Gratia plena and bible translations


#1

I see how “full of grace” is translated in the Latin Vulgate. I’m looking around for common English translations and am only finding something like “highly favored one” except in my RSV-CE. Can anyone point me to a translation that is not so Catholic specific that also says “full of grace”?

I was trying to set up some dialogue about Mary to some Protestant friends using a bible that they are comfortable with. Going to what I can find about the Greek root “charitoo” is not very helpful either, probably because I think Strong’s Concordance is Protestant based, right? I can make the connection to the correct translation being “grace” but not “full of” grace, which is where I wanted to go.

Any help out there?


#2

You won’t find it in Protestant translations because it’s not in their best interest to translates that way. The Douay is the best English translation from the Latin.


#3

Hmm. I can see how I would hit a brick wall with my friends. They won’t accept reading it in a Latin translation. They’ll want the Greek, but there is no clear way to show how the best translation into English is “full of grace.”

I wonder what the Orthodox do for that verse? What translations will they use? I know they don’t accept the Immaculate Conception.


#4

See if this helps:

bringyou.to/apologetics/a116.htm


#5

The Greek is what you want anyway, not the Latin. The Latin simply is not authoritative, but is an interpretation and translation of the passage (not a bad one-- but still it is one).

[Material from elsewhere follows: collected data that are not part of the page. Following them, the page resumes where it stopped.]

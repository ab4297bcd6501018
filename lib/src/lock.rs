// Copyright 2024 The PJJ Authors
//
// Licensed under the Apache License, Version 2.0 (the "License");
// you may not use this file except in compliance with the License.
// You may obtain a copy of the License at
//
// https://www.apache.org/licenses/LICENSE-2.0
//
// Unless required by applicable law or agreed to in writing, software
// distributed under the License is distributed on an "AS IS" BASIS,
// WITHOUT WARRANTIES OR CONDITIONS OF ANY KIND, either express or implied.
// See the License for the specific language governing permissions and
// limitations under the License.

#![allow(missing_docs)]

use std::fs::{File, OpenOptions};
use std::io;
use std::path::PathBuf;
use std::time::Duration;

use backoff::{retry, ExponentialBackoff};
use thiserror::Error;

#[derive(Debug, Error)]
#[error("{message}: {path}")]
pub struct FileLockError {
    pub message: &'static str,
    pub path: PathBuf,
    #[source]
    pub err: io::Error,
}

/// An advisory lock implemented as an exclusively-created file. The lock is
/// released (file deleted) on drop.
pub struct FileLock {
    path: PathBuf,
    _file: File,
}

impl FileLock {
    pub fn lock(path: PathBuf) -> Result<FileLock, FileLockError> {
        let mut options = OpenOptions::new();
        options.create_new(true);
        options.write(true);
        let try_write_lock_file = || match options.open(&path) {
            Ok(file) => Ok(FileLock {
                path: path.clone(),
                _file: file,
            }),
            Err(err) if err.kind() == io::ErrorKind::AlreadyExists => {
                Err(backoff::Error::Transient {
                    err,
                    retry_after: None,
                })
            }
            Err(err) if cfg!(windows) && err.kind() == io::ErrorKind::PermissionDenied => {
                Err(backoff::Error::Transient {
                    err,
                    retry_after: None,
                })
            }
            Err(err) => Err(backoff::Error::Permanent(err)),
        };
        let backoff = ExponentialBackoff {
            initial_interval: Duration::from_millis(1),
            max_elapsed_time: Some(Duration::from_secs(10)),
            ..Default::default()
        };
        retry(backoff, try_write_lock_file).map_err(|err| {
            let err = match err {
                backoff::Error::Permanent(err) => err,
                backoff::Error::Transient { err, .. } => err,
            };
            FileLockError {
                message: "Failed to acquire lock file",
                path: path.clone(),
                err,
            }
        })
    }
}

impl Drop for FileLock {
    fn drop(&mut self) {
        // Failing to clean up the lock file leaves the repository locked
        // until the stale file is removed by hand.
        std::fs::remove_file(&self.path).expect("failed to delete lock file");
    }
}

The link that Fidelis gave should be helpful. It explains why the Greek is significant-- and it is. The Latin translation of gratia plena is inadequate compared to what the Greek implies because of its tense and such, which implies something completed in the past. Mary is also addressed as this-- in a sense, she is named this. Quite literally, “hail kecharitomene.” In other words, it cannot express the way that the Greek expresses this as a past and enduring quality of Mary, it only gives it as a snapshot in the present time.

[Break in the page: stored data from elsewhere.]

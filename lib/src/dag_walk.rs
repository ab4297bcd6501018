// Copyright 2024 The PJJ Authors
//
// Licensed under the Apache License, Version 2.0 (the "License");
// you may not use this file except in compliance with the License.
// You may obtain a copy of the License at
//
// https://www.apache.org/licenses/LICENSE-2.0
//
// Unless required by applicable law or agreed to in writing, software
// distributed under the License is distributed on an "AS IS" BASIS,
// WITHOUT WARRANTIES OR CONDITIONS OF ANY KIND, either express or implied.
// See the License for the specific language governing permissions and
// limitations under the License.

//! General-purpose DAG algorithms.

use std::collections::HashSet;
use std::hash::Hash;
use std::iter;

/// Traverses nodes from `start` in depth-first order.
pub fn dfs<T, ID, II, NI>(
    start: II,
    id_fn: impl Fn(&T) -> ID,
    mut neighbors_fn: impl FnMut(&T) -> NI,
) -> impl Iterator<Item = T>
where
    ID: Hash + Eq,
    II: IntoIterator<Item = T>,
    NI: IntoIterator<Item = T>,
{
    let mut work: Vec<T> = start.into_iter().collect();
    let mut visited: HashSet<ID> = HashSet::new();
    iter::from_fn(move || loop {
        let c = work.pop()?;
        let id = id_fn(&c);
        if visited.contains(&id) {
            continue;
        }
        for p in neighbors_fn(&c) {
            work.push(p);
        }
        visited.insert(id);
        return Some(c);
    })
}

/// Builds a list of nodes reachable from the `start` where neighbors come
/// before the node itself.
///
/// Panics if the graph has a cycle.
pub fn topo_order_forward<T, ID, II, NI>(
    start: II,
    id_fn: impl Fn(&T) -> ID,
    mut neighbors_fn: impl FnMut(&T) -> NI,
) -> Vec<T>
where
    ID: Hash + Eq + Clone,
    II: IntoIterator<Item = T>,
    NI: IntoIterator<Item = T>,
{
    let mut stack: Vec<(T, bool)> = start.into_iter().map(|node| (node, false)).collect();
    let mut visiting = HashSet::new();
    let mut emitted = HashSet::new();
    let mut result = vec![];
    while let Some((node, neighbors_visited)) = stack.pop() {
        let id = id_fn(&node);
        if emitted.contains(&id) {
            continue;
        }
        if !neighbors_visited {
            assert!(visiting.insert(id.clone()), "graph has cycle");
            let neighbors_iter = neighbors_fn(&node).into_iter();
            stack.reserve(neighbors_iter.size_hint().0 + 1);
            stack.push((node, true));
            for neighbor in neighbors_iter {
                stack.push((neighbor, false));
            }
        } else {
            visiting.remove(&id);
            emitted.insert(id);
            result.push(node);
        }
    }
    result
}

/// Builds a list of nodes reachable from the `start` where neighbors come
/// after the node itself.
pub fn topo_order_reverse<T, ID, II, NI>(
    start: II,
    id_fn: impl Fn(&T) -> ID,
    neighbors_fn: impl FnMut(&T) -> NI,
) -> Vec<T>
where
    ID: Hash + Eq + Clone,
    II: IntoIterator<Item = T>,
    NI: IntoIterator<Item = T>,
{
    let mut result = topo_order_forward(start, id_fn, neighbors_fn);
    result.reverse();
    result
}

/// Returns true if the graph reachable from `start` contains a cycle.
pub fn has_cycle<T, ID, NI>(
    start: impl IntoIterator<Item = T>,
    id_fn: impl Fn(&T) -> ID,
    mut neighbors_fn: impl FnMut(&T) -> NI,
) -> bool
where
    ID: Hash + Eq + Clone,
    NI: IntoIterator<Item = T>,
{
    // Iterative DFS coloring: `visiting` holds the current path.
    let mut visiting: HashSet<ID> = HashSet::new();
    let mut done: HashSet<ID> = HashSet::new();
    let mut stack: Vec<(T, bool)> = start.into_iter().map(|node| (node, false)).collect();
    while let Some((node, neighbors_visited)) = stack.pop() {
        let id = id_fn(&node);
        if neighbors_visited {
            visiting.remove(&id);
            done.insert(id);
            continue;
        }
        if done.contains(&id) {
            continue;
        }
        if !visiting.insert(id.clone()) {
            return true;
        }
        let neighbors: Vec<T> = neighbors_fn(&node).into_iter().collect();
        for neighbor in &neighbors {
            if visiting.contains(&id_fn(neighbor)) {
                return true;
            }
        }
        stack.push((node, true));
        for neighbor in neighbors {
            stack.push((neighbor, false));
        }
    }
    false
}

/// Removes the ancestors of other nodes from `items`, leaving only the
/// heads of the induced subgraph.
pub fn heads<T, ID, NI>(
    items: impl IntoIterator<Item = T>,
    id_fn: impl Fn(&T) -> ID,
    mut neighbors_fn: impl FnMut(&T) -> NI,
) -> Vec<T>
where
    T: Clone,
    ID: Hash + Eq + Clone,
    NI: IntoIterator<Item = T>,
{
    let items: Vec<T> = items.into_iter().collect();
    let mut reachable_from_other: HashSet<ID> = HashSet::new();
    for item in &items {
        for ancestor in dfs(neighbors_fn(item), &id_fn, &mut neighbors_fn) {
            reachable_from_other.insert(id_fn(&ancestor));
        }
    }
    items
        .into_iter()
        .filter(|item| !reachable_from_other.contains(&id_fn(item)))
        .collect()
}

Remember that this verse does support the Immaculate Conception, however, it doesn’t really “prove it.”

I recommend going a many-tiered approach to show the reverence Mary is given in Scripture as the basis for later doctrinal development. Look at how Luke, et al, portray her as the ideal disciple by her humility and openness to God. How she is contrasted with Zechariah who did not believe what was said would be fulfilled-- yet “blessed is she who believed what the Lord said would be fulfilled.” In fact, “blessed is she among women” and indeed, “henceforth all generations will call [her] blessed.” Exam the Lucan emphasis on Mary as the model of contemplation (remember, the part of the prayer is the “better part”), which is emphasized repeatedly in the Lucan infancy narrative, e.g., “she kept all these things in her heart.” Don’t forget to investigate the rich biblical typology which attaches to Mary, especially Mary as New Eve (compare the Protoevangelium at Gen 3:15 with Rev 12), Mary as the Queen Mother, Mary as Ark of the Covenant, etc.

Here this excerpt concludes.